Thousands of free ATMs in small towns may be threatened with closure due to innovations, which became known recently.
At the moment, bank customers can use ATMs of competitive institutions to withdraw cash at no additional cost for this service. Accordingly, those banks and building societies, which have more customers, pay more so that the service remains free. For this reason, financial institutions put pressure on Link (the company managing most ATMs in the UK) to reduce the commission for using ATMs, but experts fear that this is an imperfect solution.
Today, Link has announced its decision to reduce the commission, paid by banks and building societies, from 25 pence to 20 pence per transaction. The company also promised that free ATMs located 1 km away from the nearest free machine will not be closed.

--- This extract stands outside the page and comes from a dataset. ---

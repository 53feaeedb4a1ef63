mod q_network;

pub use q_network::{argmax, QNetwork, QNetworkConfig};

But experts fear that the new system will prove inefficient and lead to the closure of thousands of ATMs. Ron Delnevo, executive director of the ATM Industry Association, told the BBC that 30,000 machines could be closed. He added: "The loss of any of them will be terrible, but if the innovation comes into force, 25-30 thousand ATMs will stop working."
Consumer Protection Group ‘Which?’ recently discovered that in the UK there are more than 200 regions in which access to ATMs is poor or absent altogether. In addition, three quarters of hospitals with paid ATMs do not have free alternatives.
Gareth Shaw, financial expert of ‘Which?’, explained: "Although Link says it wants to keep free access to cash, we do not believe that the company will succeed, especially now that it is being pressured by banks. Despite Link's innovation, the number of free machines in the UK may decrease, which will have a negative impact on clients. We are concerned that such decisions are taken without discussion with the public. As there are more than 2 million residents in the country that almost entirely depend on cash, it is important that Payment Systems Regulator conducted its own investigation. "
Mark Boleat from Link said that the decisions taken will not affect the geographical location of ATMs. He said: "The members of the board decided to lower the commission for using ATMs that banks pay to a level that will allow maintaining a sufficient number of free ATMs, especially in rural and remote areas, but at the same time help to avoid the appearance of new ATMs in those places, where they are no longer needed, which we have observed in recent years."
The Payment Systems Regulator reacted approvingly to the news, but noted that it would monitor the consequences of the innovation. Hannah Nixon, representative of the Regulator, said: "We will intervene if we consider that the innovation will affect the geographical location of the ATMs."